**DATA RECORDS**
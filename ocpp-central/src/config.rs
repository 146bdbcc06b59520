//! Configuration for the central system engine
//!
//! Timeouts, frame limits and validation switches shared by the dispatcher
//! and the outbound coordinator.

use std::time::Duration;

/// Complete central system configuration
#[derive(Debug, Clone)]
pub struct CentralConfig {
    /// Default wait for an outbound call's reply
    pub call_timeout: Duration,

    /// Heartbeat interval (seconds) returned in BootNotification replies
    pub heartbeat_interval: i32,

    /// Inbound frames larger than this are dropped undecoded
    pub max_frame_bytes: usize,

    /// Check inbound CALL payloads against the action's request shape
    pub validate_inbound: bool,

    /// Check outbound CALL payloads against the action's request shape
    pub validate_outbound: bool,

    /// Correlation ids generated before giving up on a collision
    pub correlation_attempts: u32,
}

impl Default for CentralConfig {
    fn default() -> Self {
        Self {
            call_timeout: Duration::from_secs(10),
            heartbeat_interval: 10,
            max_frame_bytes: 64 * 1024,
            validate_inbound: false,
            validate_outbound: true,
            correlation_attempts: 4,
        }
    }
}

impl CentralConfig {
    pub fn new() -> Self {
        Self::default()
    }

    /// Set the default outbound call timeout
    pub fn with_call_timeout(mut self, timeout: Duration) -> Self {
        self.call_timeout = timeout;
        self
    }

    /// Set the heartbeat interval handed to booting charge points
    pub fn with_heartbeat_interval(mut self, seconds: i32) -> Self {
        self.heartbeat_interval = seconds;
        self
    }

    pub fn with_max_frame_bytes(mut self, limit: usize) -> Self {
        self.max_frame_bytes = limit;
        self
    }

    /// Enable request shape checks before inbound handlers run
    pub fn with_inbound_validation(mut self, enabled: bool) -> Self {
        self.validate_inbound = enabled;
        self
    }

    pub fn with_outbound_validation(mut self, enabled: bool) -> Self {
        self.validate_outbound = enabled;
        self
    }

    pub fn with_correlation_attempts(mut self, attempts: u32) -> Self {
        self.correlation_attempts = attempts.max(1);
        self
    }
}
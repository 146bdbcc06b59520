//! OCPP-J message framing
//!
//! Frames are positional JSON arrays:
//! - CALL: [2, messageId, action, payload]
//! - CALLRESULT: [3, messageId, payload]
//! - CALLERROR: [4, messageId, errorCode, errorDescription, errorDetails]
//!
//! `decode` and `encode` are exact inverses for every well-formed envelope.

use serde::{Deserialize, Serialize};
use serde_json::Value;
use thiserror::Error;

use super::actions::{Action, ActionDescriptor, ActionRegistry, UnknownAction};
use super::payload::{from_payload, to_payload, PayloadError, Request};

/// OCPP message type identifiers
#[derive(Debug, Clone, Copy, PartialEq, Eq)]
pub enum MessageType {
    Call = 2,
    CallResult = 3,
    CallError = 4,
}

impl MessageType {
    pub fn from_i64(value: i64) -> Option<Self> {
        match value {
            2 => Some(MessageType::Call),
            3 => Some(MessageType::CallResult),
            4 => Some(MessageType::CallError),
            _ => None,
        }
    }

    /// Number of array elements a frame of this type carries
    pub fn arity(self) -> usize {
        match self {
            MessageType::Call => 4,
            MessageType::CallResult => 3,
            MessageType::CallError => 5,
        }
    }
}

/// OCPP 1.6 CALLERROR codes
#[derive(Debug, Clone, Copy, PartialEq, Eq, Serialize, Deserialize)]
pub enum ErrorCode {
    NotImplemented,
    NotSupported,
    InternalError,
    ProtocolError,
    SecurityError,
    FormationViolation,
    PropertyConstraintViolation,
    OccurenceConstraintViolation,
    TypeConstraintViolation,
    GenericError,
}

impl ErrorCode {
    pub fn as_str(&self) -> &'static str {
        match self {
            ErrorCode::NotImplemented => "NotImplemented",
            ErrorCode::NotSupported => "NotSupported",
            ErrorCode::InternalError => "InternalError",
            ErrorCode::ProtocolError => "ProtocolError",
            ErrorCode::SecurityError => "SecurityError",
            ErrorCode::FormationViolation => "FormationViolation",
            ErrorCode::PropertyConstraintViolation => "PropertyConstraintViolation",
            ErrorCode::OccurenceConstraintViolation => "OccurenceConstraintViolation",
            ErrorCode::TypeConstraintViolation => "TypeConstraintViolation",
            ErrorCode::GenericError => "GenericError",
        }
    }

    /// Parse a wire code; codes outside the 1.6 set read as `GenericError`
    pub fn from_wire(code: &str) -> Self {
        serde_json::from_value(Value::String(code.to_string())).unwrap_or(ErrorCode::GenericError)
    }
}

impl std::fmt::Display for ErrorCode {
    fn fmt(&self, f: &mut std::fmt::Formatter<'_>) -> std::fmt::Result {
        f.write_str(self.as_str())
    }
}

/// Frame decoding failures. Nothing is sent back for these.
#[derive(Debug, Clone, PartialEq, Eq, Error)]
pub enum ParseError {
    #[error("frame is not valid JSON: {0}")]
    NotJson(String),

    #[error("frame is not an array")]
    NotArray,

    #[error("frame is empty")]
    Empty,

    #[error("message type is not an integer")]
    BadDiscriminator,

    #[error("unknown message type: {0}")]
    UnknownMessageType(i64),

    #[error("{kind:?} frame needs {expected} elements, got {found}")]
    Arity {
        kind: MessageType,
        expected: usize,
        found: usize,
    },

    #[error("field {0} has the wrong type")]
    FieldType(&'static str),

    #[error("message id is empty")]
    EmptyMessageId,

    #[error("frame of {size} bytes exceeds limit of {limit}")]
    FrameTooLarge { size: usize, limit: usize },
}

/// OCPP CALL message (request)
#[derive(Debug, Clone, PartialEq)]
pub struct Call {
    pub message_id: String,
    /// Kept as received so unknown actions can still be answered
    pub action: String,
    pub payload: Value,
}

impl Call {
    pub fn new(message_id: impl Into<String>, action: Action, payload: Value) -> Self {
        Self {
            message_id: message_id.into(),
            action: action.as_str().to_string(),
            payload,
        }
    }

    /// Build a CALL from a typed request body
    pub fn from_request<R: Request>(
        message_id: impl Into<String>,
        request: &R,
    ) -> Result<Self, PayloadError> {
        Ok(Self::new(message_id, R::ACTION, to_payload(request)?))
    }

    /// Resolve the action name against the registry
    pub fn descriptor(&self) -> Result<&'static ActionDescriptor, UnknownAction> {
        ActionRegistry::resolve(&self.action)
    }

    /// Parse the payload as a typed request
    pub fn parse_payload<R: Request>(&self) -> Result<R, PayloadError> {
        from_payload(&self.payload)
    }
}

/// OCPP CALLRESULT message (success response)
#[derive(Debug, Clone, PartialEq)]
pub struct CallResult {
    pub message_id: String,
    pub payload: Value,
}

impl CallResult {
    pub fn new(message_id: impl Into<String>, payload: Value) -> Self {
        Self {
            message_id: message_id.into(),
            payload,
        }
    }

    /// Build a CALLRESULT from a typed confirmation body
    pub fn from_response<T: Serialize>(
        message_id: impl Into<String>,
        response: &T,
    ) -> Result<Self, PayloadError> {
        Ok(Self::new(message_id, to_payload(response)?))
    }

    /// Parse the payload as a specific confirmation type
    pub fn parse_payload<T: for<'de> Deserialize<'de>>(&self) -> Result<T, PayloadError> {
        from_payload(&self.payload)
    }
}

/// OCPP CALLERROR message (error response)
#[derive(Debug, Clone, PartialEq)]
pub struct CallError {
    pub message_id: String,
    pub error_code: ErrorCode,
    pub error_description: String,
    pub error_details: Value,
}

impl CallError {
    /// Create a CALLERROR with empty details
    pub fn new(
        message_id: impl Into<String>,
        error_code: ErrorCode,
        error_description: impl Into<String>,
    ) -> Self {
        Self {
            message_id: message_id.into(),
            error_code,
            error_description: error_description.into(),
            error_details: Value::Object(serde_json::Map::new()),
        }
    }

    pub fn with_details(mut self, details: Value) -> Self {
        self.error_details = details;
        self
    }
}

/// Any decoded OCPP frame
#[derive(Debug, Clone, PartialEq)]
pub enum Envelope {
    Call(Call),
    CallResult(CallResult),
    CallError(CallError),
}

impl Envelope {
    pub fn message_type(&self) -> MessageType {
        match self {
            Envelope::Call(_) => MessageType::Call,
            Envelope::CallResult(_) => MessageType::CallResult,
            Envelope::CallError(_) => MessageType::CallError,
        }
    }

    /// Get the message ID
    pub fn message_id(&self) -> &str {
        match self {
            Envelope::Call(c) => &c.message_id,
            Envelope::CallResult(r) => &r.message_id,
            Envelope::CallError(e) => &e.message_id,
        }
    }

    pub fn encode(&self) -> String {
        encode(self)
    }
}

impl From<Call> for Envelope {
    fn from(call: Call) -> Self {
        Envelope::Call(call)
    }
}

impl From<CallResult> for Envelope {
    fn from(result: CallResult) -> Self {
        Envelope::CallResult(result)
    }
}

impl From<CallError> for Envelope {
    fn from(error: CallError) -> Self {
        Envelope::CallError(error)
    }
}

/// Serialize an envelope to its wire form
pub fn encode(envelope: &Envelope) -> String {
    let array = match envelope {
        Envelope::Call(c) => serde_json::json!([
            MessageType::Call as i32,
            &c.message_id,
            &c.action,
            &c.payload
        ]),
        Envelope::CallResult(r) => serde_json::json!([
            MessageType::CallResult as i32,
            &r.message_id,
            &r.payload
        ]),
        Envelope::CallError(e) => serde_json::json!([
            MessageType::CallError as i32,
            &e.message_id,
            e.error_code.as_str(),
            &e.error_description,
            &e.error_details
        ]),
    };
    array.to_string()
}

/// Parse a frame, rejecting it before JSON parsing if it exceeds `limit` bytes
pub fn decode_bounded(raw: &str, limit: usize) -> Result<Envelope, ParseError> {
    if raw.len() > limit {
        return Err(ParseError::FrameTooLarge {
            size: raw.len(),
            limit,
        });
    }
    decode(raw)
}

/// Parse an OCPP frame
pub fn decode(raw: &str) -> Result<Envelope, ParseError> {
    let value: Value = serde_json::from_str(raw).map_err(|e| ParseError::NotJson(e.to_string()))?;
    let mut array = match value {
        Value::Array(items) => items,
        _ => return Err(ParseError::NotArray),
    };

    let first = array.first().ok_or(ParseError::Empty)?;
    let discriminator = first.as_i64().ok_or(ParseError::BadDiscriminator)?;
    let kind =
        MessageType::from_i64(discriminator).ok_or(ParseError::UnknownMessageType(discriminator))?;

    if array.len() != kind.arity() {
        return Err(ParseError::Arity {
            kind,
            expected: kind.arity(),
            found: array.len(),
        });
    }

    let message_id = take_string(&mut array[1], "messageId")?;
    if message_id.is_empty() {
        return Err(ParseError::EmptyMessageId);
    }

    match kind {
        MessageType::Call => {
            let action = take_string(&mut array[2], "action")?;
            Ok(Envelope::Call(Call {
                message_id,
                action,
                payload: array[3].take(),
            }))
        }
        MessageType::CallResult => Ok(Envelope::CallResult(CallResult {
            message_id,
            payload: array[2].take(),
        })),
        MessageType::CallError => {
            let code = take_string(&mut array[2], "errorCode")?;
            let error_description = take_string(&mut array[3], "errorDescription")?;
            Ok(Envelope::CallError(CallError {
                message_id,
                error_code: ErrorCode::from_wire(&code),
                error_description,
                error_details: array[4].take(),
            }))
        }
    }
}

fn take_string(value: &mut Value, field: &'static str) -> Result<String, ParseError> {
    match value.take() {
        Value::String(s) => Ok(s),
        _ => Err(ParseError::FieldType(field)),
    }
}

#[cfg(test)]
mod tests {
    use super::*;
    use crate::ocpp::requests::*;
    use crate::ocpp::types::*;
    use serde_json::json;

    #[test]
    fn test_call_serialization() {
        let call = Call::from_request("msg-1", &HeartbeatRequest {}).unwrap();
        let text = encode(&call.into());
        assert_eq!(text, r#"[2,"msg-1","Heartbeat",{}]"#);
    }

    #[test]
    fn test_call_parsing() {
        let json = r#"[2, "msg-123", "Heartbeat", {}]"#;
        match decode(json).unwrap() {
            Envelope::Call(call) => {
                assert_eq!(call.message_id, "msg-123");
                assert_eq!(call.action, "Heartbeat");
                assert_eq!(call.descriptor().unwrap().action, Action::Heartbeat);
            }
            other => panic!("Expected Call, got {:?}", other),
        }
    }

    #[test]
    fn test_unknown_action_still_decodes() {
        let env = decode(r#"[2, "m", "Teleport", {}]"#).unwrap();
        match env {
            Envelope::Call(call) => assert!(call.descriptor().is_err()),
            other => panic!("Expected Call, got {:?}", other),
        }
    }

    #[test]
    fn test_call_result_parsing() {
        let json = r#"[3, "msg-123", {"currentTime": "2021-06-12T10:30:00Z"}]"#;
        match decode(json).unwrap() {
            Envelope::CallResult(result) => {
                assert_eq!(result.message_id, "msg-123");
                let conf: HeartbeatConf = result.parse_payload().unwrap();
                assert_eq!(conf.current_time.to_rfc3339(), "2021-06-12T10:30:00+00:00");
            }
            other => panic!("Expected CallResult, got {:?}", other),
        }
    }

    #[test]
    fn test_call_error_parsing() {
        let json = r#"[4, "msg-123", "NotImplemented", "Action not supported", {}]"#;
        match decode(json).unwrap() {
            Envelope::CallError(error) => {
                assert_eq!(error.message_id, "msg-123");
                assert_eq!(error.error_code, ErrorCode::NotImplemented);
                assert_eq!(error.error_description, "Action not supported");
            }
            other => panic!("Expected CallError, got {:?}", other),
        }
    }

    #[test]
    fn test_unknown_error_code_reads_as_generic() {
        match decode(r#"[4, "m", "RpcFrameworkError", "", {}]"#).unwrap() {
            Envelope::CallError(error) => assert_eq!(error.error_code, ErrorCode::GenericError),
            other => panic!("Expected CallError, got {:?}", other),
        }
    }

    #[test]
    fn test_malformed_frames() {
        assert!(matches!(decode("not json"), Err(ParseError::NotJson(_))));
        assert_eq!(decode(r#"{"a": 1}"#), Err(ParseError::NotArray));
        assert_eq!(decode("[]"), Err(ParseError::Empty));
        assert_eq!(decode(r#"["2", "m", {}]"#), Err(ParseError::BadDiscriminator));
        assert_eq!(decode(r#"[7, "m", {}]"#), Err(ParseError::UnknownMessageType(7)));
        assert_eq!(
            decode(r#"[2, "m", "Heartbeat"]"#),
            Err(ParseError::Arity {
                kind: MessageType::Call,
                expected: 4,
                found: 3
            })
        );
        assert_eq!(
            decode(r#"[3, "m", {}, {}]"#),
            Err(ParseError::Arity {
                kind: MessageType::CallResult,
                expected: 3,
                found: 4
            })
        );
        assert_eq!(decode(r#"[3, 12, {}]"#), Err(ParseError::FieldType("messageId")));
        assert_eq!(decode(r#"[2, "m", 5, {}]"#), Err(ParseError::FieldType("action")));
        assert_eq!(decode(r#"[3, "", {}]"#), Err(ParseError::EmptyMessageId));
    }

    #[test]
    fn test_frame_size_limit() {
        let frame = r#"[3, "msg-123", {}]"#;
        assert!(decode_bounded(frame, 64).is_ok());
        assert_eq!(
            decode_bounded(frame, 4),
            Err(ParseError::FrameTooLarge {
                size: frame.len(),
                limit: 4
            })
        );
    }

    #[test]
    fn test_envelopes_round_trip() {
        let envelopes: Vec<Envelope> = vec![
            Call::new(
                "a1",
                Action::RemoteStartTransaction,
                json!({"idTag": {"IdToken": "abc"}, "connectorId": 1}),
            )
            .into(),
            CallResult::new("a1", json!({"status": "Accepted"})).into(),
            CallError::new("a2", ErrorCode::FormationViolation, "missing idTag")
                .with_details(json!({"field": "idTag"}))
                .into(),
        ];
        for env in envelopes {
            assert_eq!(decode(&encode(&env)).unwrap(), env);
        }
    }

    #[test]
    fn test_float_payloads_round_trip_exactly() {
        for limit in [-7.398995119834865e127, 16.000000000000004, 0.1 + 0.2, f64::MIN_POSITIVE] {
            let env: Envelope = CallResult::new("m1", json!({"limit": limit})).into();
            let decoded = decode(&encode(&env)).unwrap();
            assert_eq!(decoded, env);
            match decoded {
                Envelope::CallResult(r) => assert_eq!(r.payload["limit"].as_f64(), Some(limit)),
                other => panic!("Expected CallResult, got {:?}", other),
            }
        }
    }

    #[test]
    fn test_call_result_from_typed_response() {
        let result = CallResult::from_response(
            "msg-9",
            &RemoteStartTransactionConf {
                status: RemoteStartStopStatus::Rejected,
            },
        )
        .unwrap();
        assert_eq!(encode(&result.into()), r#"[3,"msg-9",{"status":"Rejected"}]"#);
    }
}
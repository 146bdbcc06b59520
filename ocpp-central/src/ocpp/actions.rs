//! OCPP 1.6 action registry
//!
//! The closed vocabulary accepted in the `action` field of a CALL. Every
//! action carries a descriptor naming who may originate it and the payload
//! shapes of its request and confirmation.
//!
//! The registry is a static table: it is built at compile time, never
//! mutated, and can be read from any number of connections without locking.

use serde_json::Value;
use thiserror::Error;

use super::payload::{check_shape, PayloadError};
use super::requests::*;

/// Lookup failure for an action name outside the registry
#[derive(Debug, Clone, PartialEq, Eq, Error)]
#[error("unknown OCPP action: {0}")]
pub struct UnknownAction(pub String);

/// OCPP 1.6 action names
#[derive(Debug, Clone, Copy, PartialEq, Eq, Hash)]
pub enum Action {
    Authorize,
    BootNotification,
    CancelReservation,
    ChangeAvailability,
    ChangeConfiguration,
    ClearCache,
    ClearChargingProfile,
    DataTransfer,
    DiagnosticsStatusNotification,
    FirmwareStatusNotification,
    GetCompositeSchedule,
    GetConfiguration,
    GetDiagnostics,
    GetLocalListVersion,
    Heartbeat,
    MeterValues,
    RemoteStartTransaction,
    RemoteStopTransaction,
    ReserveNow,
    Reset,
    SendLocalList,
    SetChargingProfile,
    StartTransaction,
    StatusNotification,
    StopTransaction,
    TriggerMessage,
    UnlockConnector,
    UpdateFirmware,
}

impl Action {
    /// Wire name of the action
    pub fn as_str(&self) -> &'static str {
        match self {
            Action::Authorize => "Authorize",
            Action::BootNotification => "BootNotification",
            Action::CancelReservation => "CancelReservation",
            Action::ChangeAvailability => "ChangeAvailability",
            Action::ChangeConfiguration => "ChangeConfiguration",
            Action::ClearCache => "ClearCache",
            Action::ClearChargingProfile => "ClearChargingProfile",
            Action::DataTransfer => "DataTransfer",
            Action::DiagnosticsStatusNotification => "DiagnosticsStatusNotification",
            Action::FirmwareStatusNotification => "FirmwareStatusNotification",
            Action::GetCompositeSchedule => "GetCompositeSchedule",
            Action::GetConfiguration => "GetConfiguration",
            Action::GetDiagnostics => "GetDiagnostics",
            Action::GetLocalListVersion => "GetLocalListVersion",
            Action::Heartbeat => "Heartbeat",
            Action::MeterValues => "MeterValues",
            Action::RemoteStartTransaction => "RemoteStartTransaction",
            Action::RemoteStopTransaction => "RemoteStopTransaction",
            Action::ReserveNow => "ReserveNow",
            Action::Reset => "Reset",
            Action::SendLocalList => "SendLocalList",
            Action::SetChargingProfile => "SetChargingProfile",
            Action::StartTransaction => "StartTransaction",
            Action::StatusNotification => "StatusNotification",
            Action::StopTransaction => "StopTransaction",
            Action::TriggerMessage => "TriggerMessage",
            Action::UnlockConnector => "UnlockConnector",
            Action::UpdateFirmware => "UpdateFirmware",
        }
    }

    /// Registry entry for this action
    pub fn descriptor(self) -> &'static ActionDescriptor {
        // The table is declared in enum order.
        &DESCRIPTORS[self as usize]
    }
}

impl std::fmt::Display for Action {
    fn fmt(&self, f: &mut std::fmt::Formatter<'_>) -> std::fmt::Result {
        f.write_str(self.as_str())
    }
}

impl std::str::FromStr for Action {
    type Err = UnknownAction;

    fn from_str(s: &str) -> Result<Self, Self::Err> {
        ActionRegistry::resolve(s).map(|d| d.action)
    }
}

/// Which side of the connection may send a CALL for an action
#[derive(Debug, Clone, Copy, PartialEq, Eq)]
pub enum Origin {
    ChargePoint,
    CentralSystem,
    Both,
}

impl Origin {
    pub fn allows_charge_point(self) -> bool {
        matches!(self, Origin::ChargePoint | Origin::Both)
    }

    pub fn allows_central_system(self) -> bool {
        matches!(self, Origin::CentralSystem | Origin::Both)
    }
}

/// Shape of a request or confirmation body
#[derive(Clone, Copy, PartialEq)]
pub struct PayloadShape {
    /// Rust type the shape is derived from
    pub name: &'static str,
    check: fn(&Value) -> Result<(), PayloadError>,
}

impl PayloadShape {
    /// Check a raw payload against this shape
    pub fn validate(&self, raw: &Value) -> Result<(), PayloadError> {
        (self.check)(raw)
    }
}

impl std::fmt::Debug for PayloadShape {
    fn fmt(&self, f: &mut std::fmt::Formatter<'_>) -> std::fmt::Result {
        f.debug_tuple("PayloadShape").field(&self.name).finish()
    }
}

/// Registry entry for one action
#[derive(Debug, Clone, Copy, PartialEq)]
pub struct ActionDescriptor {
    pub action: Action,
    pub origin: Origin,
    pub request: PayloadShape,
    pub response: PayloadShape,
}

macro_rules! descriptor {
    ($action:ident, $origin:ident, $req:ty, $conf:ty) => {
        ActionDescriptor {
            action: Action::$action,
            origin: Origin::$origin,
            request: PayloadShape {
                name: stringify!($req),
                check: check_shape::<$req>,
            },
            response: PayloadShape {
                name: stringify!($conf),
                check: check_shape::<$conf>,
            },
        }
    };
}

static DESCRIPTORS: [ActionDescriptor; 28] = [
    descriptor!(Authorize, ChargePoint, AuthorizeRequest, AuthorizeConf),
    descriptor!(BootNotification, ChargePoint, BootNotificationRequest, BootNotificationConf),
    descriptor!(CancelReservation, CentralSystem, CancelReservationRequest, CancelReservationConf),
    descriptor!(ChangeAvailability, CentralSystem, ChangeAvailabilityRequest, ChangeAvailabilityConf),
    descriptor!(ChangeConfiguration, CentralSystem, ChangeConfigurationRequest, ChangeConfigurationConf),
    descriptor!(ClearCache, CentralSystem, ClearCacheRequest, ClearCacheConf),
    descriptor!(ClearChargingProfile, CentralSystem, ClearChargingProfileRequest, ClearChargingProfileConf),
    descriptor!(DataTransfer, Both, DataTransferRequest, DataTransferConf),
    descriptor!(
        DiagnosticsStatusNotification,
        ChargePoint,
        DiagnosticsStatusNotificationRequest,
        DiagnosticsStatusNotificationConf
    ),
    descriptor!(
        FirmwareStatusNotification,
        ChargePoint,
        FirmwareStatusNotificationRequest,
        FirmwareStatusNotificationConf
    ),
    descriptor!(GetCompositeSchedule, CentralSystem, GetCompositeScheduleRequest, GetCompositeScheduleConf),
    descriptor!(GetConfiguration, CentralSystem, GetConfigurationRequest, GetConfigurationConf),
    descriptor!(GetDiagnostics, CentralSystem, GetDiagnosticsRequest, GetDiagnosticsConf),
    descriptor!(GetLocalListVersion, CentralSystem, GetLocalListVersionRequest, GetLocalListVersionConf),
    descriptor!(Heartbeat, ChargePoint, HeartbeatRequest, HeartbeatConf),
    descriptor!(MeterValues, ChargePoint, MeterValuesRequest, MeterValuesConf),
    descriptor!(
        RemoteStartTransaction,
        CentralSystem,
        RemoteStartTransactionRequest,
        RemoteStartTransactionConf
    ),
    descriptor!(
        RemoteStopTransaction,
        CentralSystem,
        RemoteStopTransactionRequest,
        RemoteStopTransactionConf
    ),
    descriptor!(ReserveNow, CentralSystem, ReserveNowRequest, ReserveNowConf),
    descriptor!(Reset, CentralSystem, ResetRequest, ResetConf),
    descriptor!(SendLocalList, CentralSystem, SendLocalListRequest, SendLocalListConf),
    descriptor!(SetChargingProfile, CentralSystem, SetChargingProfileRequest, SetChargingProfileConf),
    descriptor!(StartTransaction, ChargePoint, StartTransactionRequest, StartTransactionConf),
    descriptor!(StatusNotification, ChargePoint, StatusNotificationRequest, StatusNotificationConf),
    descriptor!(StopTransaction, ChargePoint, StopTransactionRequest, StopTransactionConf),
    descriptor!(TriggerMessage, CentralSystem, TriggerMessageRequest, TriggerMessageConf),
    descriptor!(UnlockConnector, CentralSystem, UnlockConnectorRequest, UnlockConnectorConf),
    descriptor!(UpdateFirmware, CentralSystem, UpdateFirmwareRequest, UpdateFirmwareConf),
];

/// Read-only view over the action table
pub struct ActionRegistry;

impl ActionRegistry {
    /// Resolve a wire action name to its descriptor
    pub fn resolve(name: &str) -> Result<&'static ActionDescriptor, UnknownAction> {
        DESCRIPTORS
            .iter()
            .find(|d| d.action.as_str() == name)
            .ok_or_else(|| UnknownAction(name.to_string()))
    }

    /// All registered actions
    pub fn iter() -> impl Iterator<Item = &'static ActionDescriptor> {
        DESCRIPTORS.iter()
    }

    pub fn len() -> usize {
        DESCRIPTORS.len()
    }
}

#[cfg(test)]
mod tests {
    use super::*;
    use serde_json::json;

    #[test]
    fn test_table_matches_enum_order() {
        for (i, d) in ActionRegistry::iter().enumerate() {
            assert_eq!(d.action as usize, i, "descriptor for {} out of order", d.action);
            assert_eq!(d.action.descriptor().action, d.action);
        }
        assert_eq!(ActionRegistry::len(), 28);
    }

    #[test]
    fn test_resolve() {
        let d = ActionRegistry::resolve("BootNotification").unwrap();
        assert_eq!(d.action, Action::BootNotification);
        assert_eq!(d.origin, Origin::ChargePoint);

        let d = ActionRegistry::resolve("RemoteStartTransaction").unwrap();
        assert!(d.origin.allows_central_system());
        assert!(!d.origin.allows_charge_point());

        assert_eq!(
            ActionRegistry::resolve("Teleport"),
            Err(UnknownAction("Teleport".to_string()))
        );
        // Names are case sensitive
        assert!(ActionRegistry::resolve("heartbeat").is_err());
    }

    #[test]
    fn test_action_round_trips_through_name() {
        for d in ActionRegistry::iter() {
            let parsed: Action = d.action.to_string().parse().unwrap();
            assert_eq!(parsed, d.action);
        }
    }

    #[test]
    fn test_data_transfer_is_bidirectional() {
        let origin = Action::DataTransfer.descriptor().origin;
        assert!(origin.allows_charge_point());
        assert!(origin.allows_central_system());
    }

    #[test]
    fn test_shape_validation() {
        let shape = Action::RemoteStartTransaction.descriptor().request;
        assert!(shape
            .validate(&json!({"idTag": {"IdToken": "abc"}, "connectorId": 1}))
            .is_ok());
        assert!(shape.validate(&json!({"connectorId": 1})).is_err());

        let shape = Action::Heartbeat.descriptor().response;
        assert!(shape.validate(&json!({"currentTime": "2021-06-12T10:00:00Z"})).is_ok());
        assert!(shape.validate(&json!({"currentTime": 5})).is_err());
    }
}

**WHAT YOU SHOULD DO**
From the entries, copy every line in which the string "EmptyMessageId" can be found.

**RESULT FOR THIS TASK**
    EmptyMessageId,
        return Err(ParseError::EmptyMessageId);
        assert_eq!(decode(r#"[3, "", {}]"#), Err(ParseError::EmptyMessageId));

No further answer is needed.